[Stored items from a collection]
┏━━
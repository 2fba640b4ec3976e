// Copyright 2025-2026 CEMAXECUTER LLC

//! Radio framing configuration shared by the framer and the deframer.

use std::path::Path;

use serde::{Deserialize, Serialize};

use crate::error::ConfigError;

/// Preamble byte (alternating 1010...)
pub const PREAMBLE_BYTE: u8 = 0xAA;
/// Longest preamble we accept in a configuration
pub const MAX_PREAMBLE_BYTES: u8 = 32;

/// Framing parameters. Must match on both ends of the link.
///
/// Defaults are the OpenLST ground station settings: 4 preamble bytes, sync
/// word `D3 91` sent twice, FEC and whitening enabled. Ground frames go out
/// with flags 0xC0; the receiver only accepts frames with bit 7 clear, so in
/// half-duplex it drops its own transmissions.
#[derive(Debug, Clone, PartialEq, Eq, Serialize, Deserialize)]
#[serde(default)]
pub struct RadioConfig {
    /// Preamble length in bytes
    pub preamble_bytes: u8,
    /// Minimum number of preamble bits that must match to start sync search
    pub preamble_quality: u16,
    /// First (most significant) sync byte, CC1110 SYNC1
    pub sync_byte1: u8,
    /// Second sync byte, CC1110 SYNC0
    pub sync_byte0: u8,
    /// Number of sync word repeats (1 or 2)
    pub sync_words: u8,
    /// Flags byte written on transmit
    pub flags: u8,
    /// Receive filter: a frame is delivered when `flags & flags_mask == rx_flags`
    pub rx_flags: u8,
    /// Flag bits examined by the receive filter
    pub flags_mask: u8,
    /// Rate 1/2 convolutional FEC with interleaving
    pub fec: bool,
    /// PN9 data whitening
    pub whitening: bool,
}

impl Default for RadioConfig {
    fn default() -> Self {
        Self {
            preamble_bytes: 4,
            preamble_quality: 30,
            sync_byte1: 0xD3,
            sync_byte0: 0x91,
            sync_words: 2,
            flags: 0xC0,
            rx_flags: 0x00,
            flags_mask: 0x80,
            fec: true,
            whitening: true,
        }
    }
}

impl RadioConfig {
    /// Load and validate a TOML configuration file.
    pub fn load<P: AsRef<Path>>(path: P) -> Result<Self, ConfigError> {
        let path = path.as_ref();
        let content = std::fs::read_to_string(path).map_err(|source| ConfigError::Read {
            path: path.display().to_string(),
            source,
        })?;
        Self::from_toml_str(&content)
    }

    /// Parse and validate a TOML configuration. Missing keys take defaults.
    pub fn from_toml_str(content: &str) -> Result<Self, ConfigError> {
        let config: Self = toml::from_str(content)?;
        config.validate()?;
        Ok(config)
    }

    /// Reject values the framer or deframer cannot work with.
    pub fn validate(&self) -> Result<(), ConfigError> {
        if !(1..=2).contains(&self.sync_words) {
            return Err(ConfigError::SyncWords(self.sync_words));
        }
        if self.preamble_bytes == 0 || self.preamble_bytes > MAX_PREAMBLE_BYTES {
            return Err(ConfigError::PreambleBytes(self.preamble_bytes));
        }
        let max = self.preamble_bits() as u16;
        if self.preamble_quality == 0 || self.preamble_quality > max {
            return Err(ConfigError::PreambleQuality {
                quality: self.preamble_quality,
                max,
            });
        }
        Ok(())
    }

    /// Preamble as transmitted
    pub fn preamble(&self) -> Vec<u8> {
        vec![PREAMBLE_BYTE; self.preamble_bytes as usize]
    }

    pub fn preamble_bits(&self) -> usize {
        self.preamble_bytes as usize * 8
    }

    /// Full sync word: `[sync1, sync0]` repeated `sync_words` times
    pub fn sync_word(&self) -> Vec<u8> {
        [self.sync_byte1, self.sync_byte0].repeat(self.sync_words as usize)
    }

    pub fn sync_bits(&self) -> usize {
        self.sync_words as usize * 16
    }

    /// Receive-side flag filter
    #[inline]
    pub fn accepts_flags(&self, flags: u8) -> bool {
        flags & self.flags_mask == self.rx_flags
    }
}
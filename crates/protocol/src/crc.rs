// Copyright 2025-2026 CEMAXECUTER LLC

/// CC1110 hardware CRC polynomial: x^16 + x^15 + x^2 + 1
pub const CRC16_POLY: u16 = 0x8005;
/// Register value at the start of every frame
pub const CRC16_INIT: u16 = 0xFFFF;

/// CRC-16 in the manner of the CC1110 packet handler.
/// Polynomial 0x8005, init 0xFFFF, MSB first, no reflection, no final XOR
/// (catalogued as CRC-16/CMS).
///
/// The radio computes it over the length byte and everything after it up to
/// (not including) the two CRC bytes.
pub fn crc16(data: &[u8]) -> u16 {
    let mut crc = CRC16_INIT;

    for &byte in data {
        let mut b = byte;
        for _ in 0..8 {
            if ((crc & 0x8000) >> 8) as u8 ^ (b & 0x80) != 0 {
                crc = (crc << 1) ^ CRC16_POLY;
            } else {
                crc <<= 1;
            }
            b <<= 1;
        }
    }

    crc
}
┗━━
**ASSIGNED TASK**
The number of lines in the data holding the string "impl" is the whole answer.

**OUTPUT OF THE EXERCISE**
2